Prompt: Below is some data. Retype exactly the lines starting at the one with "filename ffmpeg-browser/src/telemetry.rs" and ending at the one with "fn now(&self) -> Duration;".

============================================================

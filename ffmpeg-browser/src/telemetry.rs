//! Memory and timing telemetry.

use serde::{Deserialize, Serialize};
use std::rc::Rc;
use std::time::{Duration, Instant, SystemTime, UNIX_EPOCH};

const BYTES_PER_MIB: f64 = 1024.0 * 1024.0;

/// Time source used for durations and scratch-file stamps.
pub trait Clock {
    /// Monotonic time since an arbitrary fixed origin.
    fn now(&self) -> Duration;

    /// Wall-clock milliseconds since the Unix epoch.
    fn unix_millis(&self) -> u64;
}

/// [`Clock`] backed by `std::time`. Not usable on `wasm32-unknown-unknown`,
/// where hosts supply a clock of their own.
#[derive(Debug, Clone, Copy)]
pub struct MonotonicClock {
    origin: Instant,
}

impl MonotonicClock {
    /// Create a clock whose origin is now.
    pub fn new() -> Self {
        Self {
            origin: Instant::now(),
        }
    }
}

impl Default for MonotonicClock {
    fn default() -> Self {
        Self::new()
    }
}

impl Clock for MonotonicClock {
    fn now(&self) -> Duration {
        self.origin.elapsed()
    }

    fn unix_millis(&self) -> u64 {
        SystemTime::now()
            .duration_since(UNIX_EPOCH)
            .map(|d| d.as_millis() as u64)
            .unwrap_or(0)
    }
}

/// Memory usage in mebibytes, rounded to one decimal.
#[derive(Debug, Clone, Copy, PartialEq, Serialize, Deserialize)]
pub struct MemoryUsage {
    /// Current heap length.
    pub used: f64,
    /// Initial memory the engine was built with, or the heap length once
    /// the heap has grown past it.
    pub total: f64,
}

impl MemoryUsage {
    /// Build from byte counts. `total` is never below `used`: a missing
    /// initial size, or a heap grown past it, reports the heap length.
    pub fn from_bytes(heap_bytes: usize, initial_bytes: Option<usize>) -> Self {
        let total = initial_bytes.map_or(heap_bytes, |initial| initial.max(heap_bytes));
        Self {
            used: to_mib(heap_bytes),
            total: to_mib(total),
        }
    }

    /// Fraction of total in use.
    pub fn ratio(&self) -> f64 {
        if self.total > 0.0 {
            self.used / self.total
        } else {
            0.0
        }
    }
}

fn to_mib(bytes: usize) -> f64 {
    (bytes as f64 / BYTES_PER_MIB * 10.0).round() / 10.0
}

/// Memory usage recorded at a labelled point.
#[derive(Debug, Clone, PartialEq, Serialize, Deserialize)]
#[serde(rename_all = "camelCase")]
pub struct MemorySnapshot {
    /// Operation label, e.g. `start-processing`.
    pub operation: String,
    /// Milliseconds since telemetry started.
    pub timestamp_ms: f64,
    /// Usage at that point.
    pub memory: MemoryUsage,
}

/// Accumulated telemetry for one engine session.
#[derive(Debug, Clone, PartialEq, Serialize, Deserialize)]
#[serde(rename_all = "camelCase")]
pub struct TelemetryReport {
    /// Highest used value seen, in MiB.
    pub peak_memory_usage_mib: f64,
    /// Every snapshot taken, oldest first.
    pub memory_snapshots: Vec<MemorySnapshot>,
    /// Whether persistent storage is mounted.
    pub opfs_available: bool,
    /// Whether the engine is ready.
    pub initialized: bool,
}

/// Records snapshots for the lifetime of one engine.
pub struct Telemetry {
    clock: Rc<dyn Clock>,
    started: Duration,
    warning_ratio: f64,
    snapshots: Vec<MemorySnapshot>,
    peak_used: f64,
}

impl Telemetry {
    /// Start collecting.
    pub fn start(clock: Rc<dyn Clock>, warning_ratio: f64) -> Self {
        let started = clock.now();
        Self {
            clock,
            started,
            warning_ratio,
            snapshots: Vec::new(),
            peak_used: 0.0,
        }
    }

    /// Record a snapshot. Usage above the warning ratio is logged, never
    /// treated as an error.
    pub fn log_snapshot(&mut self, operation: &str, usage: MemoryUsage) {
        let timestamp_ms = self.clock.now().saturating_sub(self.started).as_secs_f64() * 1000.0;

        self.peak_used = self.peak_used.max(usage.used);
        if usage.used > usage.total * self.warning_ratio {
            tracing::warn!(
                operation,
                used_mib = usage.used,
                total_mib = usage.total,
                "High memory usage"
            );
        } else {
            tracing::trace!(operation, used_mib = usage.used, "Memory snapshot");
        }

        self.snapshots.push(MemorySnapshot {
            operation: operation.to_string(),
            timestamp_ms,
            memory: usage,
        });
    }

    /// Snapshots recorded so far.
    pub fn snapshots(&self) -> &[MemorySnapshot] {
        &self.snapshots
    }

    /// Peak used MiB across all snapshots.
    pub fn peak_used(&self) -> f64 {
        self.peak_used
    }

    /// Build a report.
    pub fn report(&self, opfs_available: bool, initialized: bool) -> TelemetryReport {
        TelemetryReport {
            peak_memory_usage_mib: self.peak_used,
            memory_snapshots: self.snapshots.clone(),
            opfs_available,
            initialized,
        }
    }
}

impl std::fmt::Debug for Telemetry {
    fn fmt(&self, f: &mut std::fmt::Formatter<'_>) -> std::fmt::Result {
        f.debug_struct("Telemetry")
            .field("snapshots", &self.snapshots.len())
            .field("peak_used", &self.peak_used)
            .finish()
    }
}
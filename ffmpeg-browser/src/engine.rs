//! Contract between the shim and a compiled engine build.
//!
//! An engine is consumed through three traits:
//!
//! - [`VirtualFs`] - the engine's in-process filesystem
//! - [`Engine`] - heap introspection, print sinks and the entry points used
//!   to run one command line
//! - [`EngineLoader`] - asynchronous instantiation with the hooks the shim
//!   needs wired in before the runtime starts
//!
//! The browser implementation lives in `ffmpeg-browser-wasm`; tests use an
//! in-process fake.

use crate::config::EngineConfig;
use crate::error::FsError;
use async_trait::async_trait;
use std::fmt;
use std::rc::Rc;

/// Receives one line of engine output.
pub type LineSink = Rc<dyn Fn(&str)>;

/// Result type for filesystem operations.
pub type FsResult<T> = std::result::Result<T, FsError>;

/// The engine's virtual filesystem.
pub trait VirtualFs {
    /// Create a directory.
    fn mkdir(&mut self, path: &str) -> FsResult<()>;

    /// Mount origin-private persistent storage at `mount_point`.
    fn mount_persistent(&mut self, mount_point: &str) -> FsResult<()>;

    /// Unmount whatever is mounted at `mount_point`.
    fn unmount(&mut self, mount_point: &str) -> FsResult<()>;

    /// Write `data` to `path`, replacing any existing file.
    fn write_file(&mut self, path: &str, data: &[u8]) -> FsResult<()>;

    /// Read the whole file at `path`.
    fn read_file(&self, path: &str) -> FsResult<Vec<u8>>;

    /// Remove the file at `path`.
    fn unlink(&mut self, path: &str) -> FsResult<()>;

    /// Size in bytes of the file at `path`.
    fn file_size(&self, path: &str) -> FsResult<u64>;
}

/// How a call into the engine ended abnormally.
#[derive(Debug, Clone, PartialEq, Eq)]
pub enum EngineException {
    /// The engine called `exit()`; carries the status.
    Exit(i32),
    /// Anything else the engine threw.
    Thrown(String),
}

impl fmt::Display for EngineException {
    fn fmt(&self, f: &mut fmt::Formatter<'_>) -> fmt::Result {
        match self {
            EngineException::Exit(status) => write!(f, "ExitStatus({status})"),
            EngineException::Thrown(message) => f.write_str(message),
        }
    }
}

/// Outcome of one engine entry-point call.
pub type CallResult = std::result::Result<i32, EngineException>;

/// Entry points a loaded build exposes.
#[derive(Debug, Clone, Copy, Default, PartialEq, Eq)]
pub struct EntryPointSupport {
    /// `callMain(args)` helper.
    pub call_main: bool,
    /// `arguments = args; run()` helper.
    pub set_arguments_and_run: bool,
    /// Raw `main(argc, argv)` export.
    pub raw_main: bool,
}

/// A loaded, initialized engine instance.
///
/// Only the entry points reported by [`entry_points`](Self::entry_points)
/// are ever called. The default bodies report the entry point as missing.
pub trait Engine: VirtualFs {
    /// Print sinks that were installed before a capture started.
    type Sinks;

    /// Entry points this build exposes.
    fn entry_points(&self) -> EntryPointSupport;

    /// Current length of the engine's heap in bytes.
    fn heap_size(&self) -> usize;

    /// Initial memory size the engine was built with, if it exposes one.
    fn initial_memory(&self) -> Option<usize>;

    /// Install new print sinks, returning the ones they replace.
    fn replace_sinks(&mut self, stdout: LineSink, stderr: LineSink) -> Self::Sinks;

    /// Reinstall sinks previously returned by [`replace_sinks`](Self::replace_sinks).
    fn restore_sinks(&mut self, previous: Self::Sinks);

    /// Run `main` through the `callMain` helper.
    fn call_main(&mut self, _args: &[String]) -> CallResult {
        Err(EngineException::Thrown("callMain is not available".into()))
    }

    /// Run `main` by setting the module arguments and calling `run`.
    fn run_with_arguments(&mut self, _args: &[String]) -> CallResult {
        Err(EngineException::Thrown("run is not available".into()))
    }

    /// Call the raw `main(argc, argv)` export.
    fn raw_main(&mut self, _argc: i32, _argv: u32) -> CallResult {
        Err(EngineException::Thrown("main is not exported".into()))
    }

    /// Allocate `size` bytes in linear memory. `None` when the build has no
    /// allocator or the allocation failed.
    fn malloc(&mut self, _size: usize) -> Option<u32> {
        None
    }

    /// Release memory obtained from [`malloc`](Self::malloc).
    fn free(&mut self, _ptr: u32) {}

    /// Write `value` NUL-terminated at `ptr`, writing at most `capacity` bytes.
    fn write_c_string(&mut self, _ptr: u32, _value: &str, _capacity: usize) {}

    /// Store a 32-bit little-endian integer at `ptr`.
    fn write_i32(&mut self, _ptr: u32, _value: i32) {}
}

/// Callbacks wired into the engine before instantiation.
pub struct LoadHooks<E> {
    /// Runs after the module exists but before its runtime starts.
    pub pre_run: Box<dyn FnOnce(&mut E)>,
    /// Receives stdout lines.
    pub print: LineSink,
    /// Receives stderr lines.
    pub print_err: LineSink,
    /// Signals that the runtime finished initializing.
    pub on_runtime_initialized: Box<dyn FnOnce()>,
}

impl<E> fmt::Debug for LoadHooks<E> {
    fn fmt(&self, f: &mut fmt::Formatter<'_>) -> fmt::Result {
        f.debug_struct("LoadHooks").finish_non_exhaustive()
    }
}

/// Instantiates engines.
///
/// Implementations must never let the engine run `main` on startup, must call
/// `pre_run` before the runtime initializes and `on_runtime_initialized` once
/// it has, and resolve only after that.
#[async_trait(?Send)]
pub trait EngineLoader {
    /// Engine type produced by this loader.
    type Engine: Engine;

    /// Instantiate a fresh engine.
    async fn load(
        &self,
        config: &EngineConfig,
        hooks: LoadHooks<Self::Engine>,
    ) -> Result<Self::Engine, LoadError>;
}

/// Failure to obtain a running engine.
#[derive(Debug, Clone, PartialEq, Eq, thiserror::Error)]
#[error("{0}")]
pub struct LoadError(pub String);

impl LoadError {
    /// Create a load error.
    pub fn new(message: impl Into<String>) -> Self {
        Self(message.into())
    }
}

============================================================

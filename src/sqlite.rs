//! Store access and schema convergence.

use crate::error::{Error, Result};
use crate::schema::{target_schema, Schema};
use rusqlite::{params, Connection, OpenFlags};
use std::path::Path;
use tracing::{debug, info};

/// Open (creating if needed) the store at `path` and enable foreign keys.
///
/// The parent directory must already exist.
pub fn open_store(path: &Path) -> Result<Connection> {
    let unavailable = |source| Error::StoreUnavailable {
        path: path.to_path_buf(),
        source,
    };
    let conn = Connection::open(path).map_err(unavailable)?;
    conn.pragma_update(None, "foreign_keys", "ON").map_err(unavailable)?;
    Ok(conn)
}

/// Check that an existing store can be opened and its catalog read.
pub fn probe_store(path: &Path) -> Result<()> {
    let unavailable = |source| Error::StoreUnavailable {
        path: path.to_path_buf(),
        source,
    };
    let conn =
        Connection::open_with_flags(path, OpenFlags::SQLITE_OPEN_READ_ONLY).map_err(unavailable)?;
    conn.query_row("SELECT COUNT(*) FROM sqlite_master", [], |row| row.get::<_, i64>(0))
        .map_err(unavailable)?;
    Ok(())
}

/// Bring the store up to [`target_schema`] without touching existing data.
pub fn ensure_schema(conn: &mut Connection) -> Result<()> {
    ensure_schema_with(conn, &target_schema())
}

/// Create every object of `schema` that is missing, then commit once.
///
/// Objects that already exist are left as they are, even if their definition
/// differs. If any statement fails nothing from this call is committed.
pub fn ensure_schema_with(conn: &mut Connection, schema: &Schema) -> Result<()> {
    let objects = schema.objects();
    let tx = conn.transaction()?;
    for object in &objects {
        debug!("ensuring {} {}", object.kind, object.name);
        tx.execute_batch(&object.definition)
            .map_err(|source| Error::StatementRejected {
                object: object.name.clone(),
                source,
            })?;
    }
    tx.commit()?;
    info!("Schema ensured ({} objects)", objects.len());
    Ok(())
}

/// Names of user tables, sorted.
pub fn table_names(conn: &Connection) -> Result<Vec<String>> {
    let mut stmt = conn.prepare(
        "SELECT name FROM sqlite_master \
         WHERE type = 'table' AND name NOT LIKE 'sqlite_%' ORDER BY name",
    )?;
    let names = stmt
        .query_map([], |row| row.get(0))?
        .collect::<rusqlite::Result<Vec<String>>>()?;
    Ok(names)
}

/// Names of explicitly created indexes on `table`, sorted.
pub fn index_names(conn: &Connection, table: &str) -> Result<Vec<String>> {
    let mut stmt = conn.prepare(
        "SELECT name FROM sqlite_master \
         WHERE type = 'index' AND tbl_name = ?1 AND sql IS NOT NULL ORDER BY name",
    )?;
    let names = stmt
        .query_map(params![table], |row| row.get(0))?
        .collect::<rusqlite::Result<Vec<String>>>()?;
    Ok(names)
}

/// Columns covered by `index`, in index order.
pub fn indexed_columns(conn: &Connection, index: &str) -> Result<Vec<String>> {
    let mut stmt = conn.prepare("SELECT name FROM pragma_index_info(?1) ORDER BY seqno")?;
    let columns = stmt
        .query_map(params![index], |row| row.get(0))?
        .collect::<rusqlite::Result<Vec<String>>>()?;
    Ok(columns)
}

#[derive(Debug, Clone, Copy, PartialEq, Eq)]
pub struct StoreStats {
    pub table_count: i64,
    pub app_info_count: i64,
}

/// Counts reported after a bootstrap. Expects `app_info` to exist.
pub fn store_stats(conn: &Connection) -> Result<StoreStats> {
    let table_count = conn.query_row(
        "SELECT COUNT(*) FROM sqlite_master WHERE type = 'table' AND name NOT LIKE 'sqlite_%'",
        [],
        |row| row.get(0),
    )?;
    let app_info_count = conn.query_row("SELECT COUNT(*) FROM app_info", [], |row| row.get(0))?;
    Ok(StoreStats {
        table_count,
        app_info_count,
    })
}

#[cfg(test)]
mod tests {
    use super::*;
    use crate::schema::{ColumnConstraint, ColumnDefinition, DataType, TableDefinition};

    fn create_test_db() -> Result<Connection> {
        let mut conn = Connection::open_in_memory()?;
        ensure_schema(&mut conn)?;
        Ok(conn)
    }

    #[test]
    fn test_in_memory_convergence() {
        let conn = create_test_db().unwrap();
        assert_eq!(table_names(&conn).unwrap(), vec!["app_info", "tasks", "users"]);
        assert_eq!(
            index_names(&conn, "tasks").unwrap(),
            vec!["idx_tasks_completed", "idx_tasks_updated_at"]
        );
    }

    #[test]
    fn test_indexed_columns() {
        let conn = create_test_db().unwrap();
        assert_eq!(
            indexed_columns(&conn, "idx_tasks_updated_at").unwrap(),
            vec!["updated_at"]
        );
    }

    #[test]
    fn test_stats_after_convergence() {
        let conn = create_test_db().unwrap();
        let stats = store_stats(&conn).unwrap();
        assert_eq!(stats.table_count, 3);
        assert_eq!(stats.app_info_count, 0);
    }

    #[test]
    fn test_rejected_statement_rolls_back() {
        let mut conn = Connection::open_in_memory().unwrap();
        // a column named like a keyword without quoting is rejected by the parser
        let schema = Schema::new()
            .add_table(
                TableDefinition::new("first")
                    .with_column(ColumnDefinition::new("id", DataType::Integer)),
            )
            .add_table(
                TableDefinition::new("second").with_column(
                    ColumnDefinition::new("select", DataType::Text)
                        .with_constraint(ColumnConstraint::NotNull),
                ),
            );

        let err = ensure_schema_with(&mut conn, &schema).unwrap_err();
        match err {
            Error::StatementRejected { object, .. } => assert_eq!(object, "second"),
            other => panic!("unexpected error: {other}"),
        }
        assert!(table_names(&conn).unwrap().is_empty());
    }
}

============================================================

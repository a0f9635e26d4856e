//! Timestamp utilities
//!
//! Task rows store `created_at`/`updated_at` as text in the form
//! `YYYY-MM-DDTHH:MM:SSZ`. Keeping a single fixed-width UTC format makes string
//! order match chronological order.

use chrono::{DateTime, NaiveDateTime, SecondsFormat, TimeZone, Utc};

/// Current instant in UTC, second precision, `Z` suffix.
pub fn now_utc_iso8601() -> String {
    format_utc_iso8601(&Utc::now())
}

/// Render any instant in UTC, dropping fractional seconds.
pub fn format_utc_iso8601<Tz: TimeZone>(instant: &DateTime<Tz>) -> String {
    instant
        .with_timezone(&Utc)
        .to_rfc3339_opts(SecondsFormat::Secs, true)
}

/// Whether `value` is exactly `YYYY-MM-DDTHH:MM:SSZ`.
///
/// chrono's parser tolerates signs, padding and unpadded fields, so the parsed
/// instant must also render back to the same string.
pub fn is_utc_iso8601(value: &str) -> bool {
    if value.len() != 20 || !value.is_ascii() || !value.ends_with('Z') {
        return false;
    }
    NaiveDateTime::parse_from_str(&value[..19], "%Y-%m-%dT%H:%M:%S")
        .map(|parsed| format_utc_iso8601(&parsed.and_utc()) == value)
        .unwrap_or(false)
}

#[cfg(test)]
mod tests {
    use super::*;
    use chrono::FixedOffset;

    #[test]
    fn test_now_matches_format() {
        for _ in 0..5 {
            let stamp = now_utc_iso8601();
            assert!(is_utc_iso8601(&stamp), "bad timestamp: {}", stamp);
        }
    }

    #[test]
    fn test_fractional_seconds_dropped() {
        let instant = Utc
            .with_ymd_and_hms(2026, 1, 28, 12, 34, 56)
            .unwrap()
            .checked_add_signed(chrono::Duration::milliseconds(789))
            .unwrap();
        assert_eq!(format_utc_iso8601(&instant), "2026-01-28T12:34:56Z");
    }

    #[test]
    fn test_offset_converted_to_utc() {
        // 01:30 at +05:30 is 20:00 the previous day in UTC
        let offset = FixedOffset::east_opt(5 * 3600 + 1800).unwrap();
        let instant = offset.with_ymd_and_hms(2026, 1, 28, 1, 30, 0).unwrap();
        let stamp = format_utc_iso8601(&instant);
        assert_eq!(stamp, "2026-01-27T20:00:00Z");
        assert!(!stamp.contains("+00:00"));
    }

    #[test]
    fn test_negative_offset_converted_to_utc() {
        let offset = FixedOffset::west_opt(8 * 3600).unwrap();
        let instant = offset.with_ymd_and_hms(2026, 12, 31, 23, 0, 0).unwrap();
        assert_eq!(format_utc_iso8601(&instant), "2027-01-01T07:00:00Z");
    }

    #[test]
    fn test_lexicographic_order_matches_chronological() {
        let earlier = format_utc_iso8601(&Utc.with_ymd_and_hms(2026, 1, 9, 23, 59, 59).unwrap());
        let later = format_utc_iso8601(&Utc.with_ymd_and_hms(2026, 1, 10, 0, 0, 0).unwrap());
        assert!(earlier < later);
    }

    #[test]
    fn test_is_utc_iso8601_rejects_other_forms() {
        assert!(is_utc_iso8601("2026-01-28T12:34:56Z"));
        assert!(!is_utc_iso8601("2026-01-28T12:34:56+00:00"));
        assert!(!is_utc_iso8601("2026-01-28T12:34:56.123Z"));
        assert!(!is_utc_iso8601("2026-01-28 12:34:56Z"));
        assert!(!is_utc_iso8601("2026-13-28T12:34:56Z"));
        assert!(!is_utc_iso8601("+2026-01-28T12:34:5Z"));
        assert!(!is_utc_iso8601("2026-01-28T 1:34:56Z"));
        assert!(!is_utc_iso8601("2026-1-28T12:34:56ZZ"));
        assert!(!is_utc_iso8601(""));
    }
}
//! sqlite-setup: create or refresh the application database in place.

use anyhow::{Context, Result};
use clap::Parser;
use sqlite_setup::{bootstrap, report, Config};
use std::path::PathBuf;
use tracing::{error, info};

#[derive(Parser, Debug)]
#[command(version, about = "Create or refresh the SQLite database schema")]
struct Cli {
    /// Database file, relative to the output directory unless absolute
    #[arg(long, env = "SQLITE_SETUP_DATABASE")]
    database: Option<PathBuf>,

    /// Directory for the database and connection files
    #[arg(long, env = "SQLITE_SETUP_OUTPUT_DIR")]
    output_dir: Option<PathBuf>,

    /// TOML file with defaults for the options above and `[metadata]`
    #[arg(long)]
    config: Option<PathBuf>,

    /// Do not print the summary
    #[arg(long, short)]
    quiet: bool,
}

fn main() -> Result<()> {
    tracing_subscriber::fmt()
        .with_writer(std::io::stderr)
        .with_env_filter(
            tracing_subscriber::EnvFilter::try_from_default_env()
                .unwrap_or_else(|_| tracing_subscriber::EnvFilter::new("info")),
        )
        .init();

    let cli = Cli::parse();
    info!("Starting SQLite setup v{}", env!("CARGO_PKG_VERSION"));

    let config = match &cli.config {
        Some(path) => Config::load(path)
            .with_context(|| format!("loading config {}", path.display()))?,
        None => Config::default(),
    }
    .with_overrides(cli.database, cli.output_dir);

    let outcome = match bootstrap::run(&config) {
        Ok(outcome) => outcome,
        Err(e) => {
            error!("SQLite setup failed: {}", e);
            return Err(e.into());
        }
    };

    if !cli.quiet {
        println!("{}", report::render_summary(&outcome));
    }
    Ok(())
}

============================================================

Solution to the problem:
filename ffmpeg-browser/src/telemetry.rs
//! Memory and timing telemetry.

use serde::{Deserialize, Serialize};
use std::rc::Rc;
use std::time::{Duration, Instant, SystemTime, UNIX_EPOCH};

const BYTES_PER_MIB: f64 = 1024.0 * 1024.0;

/// Time source used for durations and scratch-file stamps.
pub trait Clock {
    /// Monotonic time since an arbitrary fixed origin.
    fn now(&self) -> Duration;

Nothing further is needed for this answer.